Records drawn from a dataset:
┏━━

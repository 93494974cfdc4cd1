//! Options for building the ONNX Runtime YOLO detector.

use anyhow::Result;
use crate::common::{InferenceDevice, ModelConfig, ModelVersion, DETECTOR_CONF_THRESHOLD, DETECTOR_INPUT_SIZE, DETECTOR_IOU_THRESHOLD};

#[derive(Debug, Clone)]
pub struct ConfigOrt {
    pub onnx_path: String,
    pub ort_lib_path: String,
    pub device: InferenceDevice,
    pub model_width: u32,
    pub model_height: u32,
    pub profile: bool,
    pub num_dry_run: usize,

    // trt related
    pub trt_engine_cache_enable: bool,
    pub trt_fp16_enable: bool,

    pub nc: Option<usize>,
    pub conf: f32,
    pub iou: f32,
    pub names: Option<Vec<String>>,
    pub yolo_version: Option<ModelVersion>,
}

impl Default for ConfigOrt {
    fn default() -> Self {
        Self {
            onnx_path: String::new(),
            ort_lib_path: String::new(),
            device: InferenceDevice::CPU,
            model_width: DETECTOR_INPUT_SIZE,
            model_height: DETECTOR_INPUT_SIZE,
            profile: false,
            num_dry_run: 1,

            trt_engine_cache_enable: true,
            trt_fp16_enable: false,

            nc: Some(80), // Default COCO class number
            conf: DETECTOR_CONF_THRESHOLD,
            iou: DETECTOR_IOU_THRESHOLD,
            names: None,
            yolo_version: None,
        }
    }
}

impl ConfigOrt {
    pub fn new() -> Self {
        Default::default()
    }

    /// Builder seeded from a [`ModelConfig`].
    pub fn from_model_config(model_details: &ModelConfig) -> Result<Self> {
        Ok(Self::new()
            .with_model(&model_details.weights_path)?
            .with_ort_lib_path(&model_details.ort_lib_path)?
            .with_device(model_details.inference_device)
            .with_yolo_version(model_details.model_version)
            .with_model_width(model_details.width)
            .with_model_height(model_details.height)
            .with_conf(model_details.conf_threshold)
            .with_iou(model_details.iou_threshold))
    }

    pub fn with_model(mut self, onnx_path: &str) -> Result<Self> {
        if onnx_path.is_empty() {
            anyhow::bail!("No ONNX model path given");
        }
        self.onnx_path = onnx_path.to_string();
        Ok(self)
    }

    pub fn with_ort_lib_path(mut self, ort_lib_path: &str) -> Result<Self> {
        self.ort_lib_path = ort_lib_path.to_string();
        Ok(self)
    }

    pub fn with_model_width(mut self, n: u32) -> Self {
        self.model_width = n;
        self
    }

    pub fn with_model_height(mut self, n: u32) -> Self {
        self.model_height = n;
        self
    }

    pub fn with_dry_run(mut self, n: usize) -> Self {
        self.num_dry_run = n;
        self
    }

    pub fn with_device(mut self, device_type: InferenceDevice) -> Self {
        self.device = device_type;
        self
    }

    pub fn with_trt_fp16(mut self, x: bool) -> Self {
        self.trt_fp16_enable = x;
        self
    }

    pub fn with_yolo_version(mut self, x: ModelVersion) -> Self {
        self.yolo_version = Some(x);
        self
    }

    pub fn with_profile(mut self, profile: bool) -> Self {
        self.profile = profile;
        self
    }

    pub fn with_names(mut self, names: &[&str]) -> Self {
        self.names = Some(names.iter().map(|x| x.to_string()).collect::<Vec<String>>());
        self
    }

    pub fn with_nc(mut self, nc: usize) -> Self {
        self.nc = Some(nc);
        self
    }

    pub fn with_iou(mut self, x: f32) -> Self {
        self.iou = x;
        self
    }

    pub fn with_conf(mut self, x: f32) -> Self {
        self.conf = x;
        self
    }
}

┗━━

TASK: Above are records; repeat only the lines starting at the line with "self.onnx_path = onnx_path.to_string();" and ending at the line with "self.conf = x;", exactly as they appear, both included.

SOLVED PROBLEM:
        self.onnx_path = onnx_path.to_string();
        Ok(self)
    }

    pub fn with_ort_lib_path(mut self, ort_lib_path: &str) -> Result<Self> {
        self.ort_lib_path = ort_lib_path.to_string();
        Ok(self)
    }

    pub fn with_model_width(mut self, n: u32) -> Self {
        self.model_width = n;
        self
    }

    pub fn with_model_height(mut self, n: u32) -> Self {
        self.model_height = n;
        self
    }

    pub fn with_dry_run(mut self, n: usize) -> Self {
        self.num_dry_run = n;
        self
    }

    pub fn with_device(mut self, device_type: InferenceDevice) -> Self {
        self.device = device_type;
        self
    }

    pub fn with_trt_fp16(mut self, x: bool) -> Self {
        self.trt_fp16_enable = x;
        self
    }

    pub fn with_yolo_version(mut self, x: ModelVersion) -> Self {
        self.yolo_version = Some(x);
        self
    }

    pub fn with_profile(mut self, profile: bool) -> Self {
        self.profile = profile;
        self
    }

    pub fn with_names(mut self, names: &[&str]) -> Self {
        self.names = Some(names.iter().map(|x| x.to_string()).collect::<Vec<String>>());
        self
    }

    pub fn with_nc(mut self, nc: usize) -> Self {
        self.nc = Some(nc);
        self
    }

    pub fn with_iou(mut self, x: f32) -> Self {
        self.iou = x;
        self
    }

    pub fn with_conf(mut self, x: f32) -> Self {
        self.conf = x;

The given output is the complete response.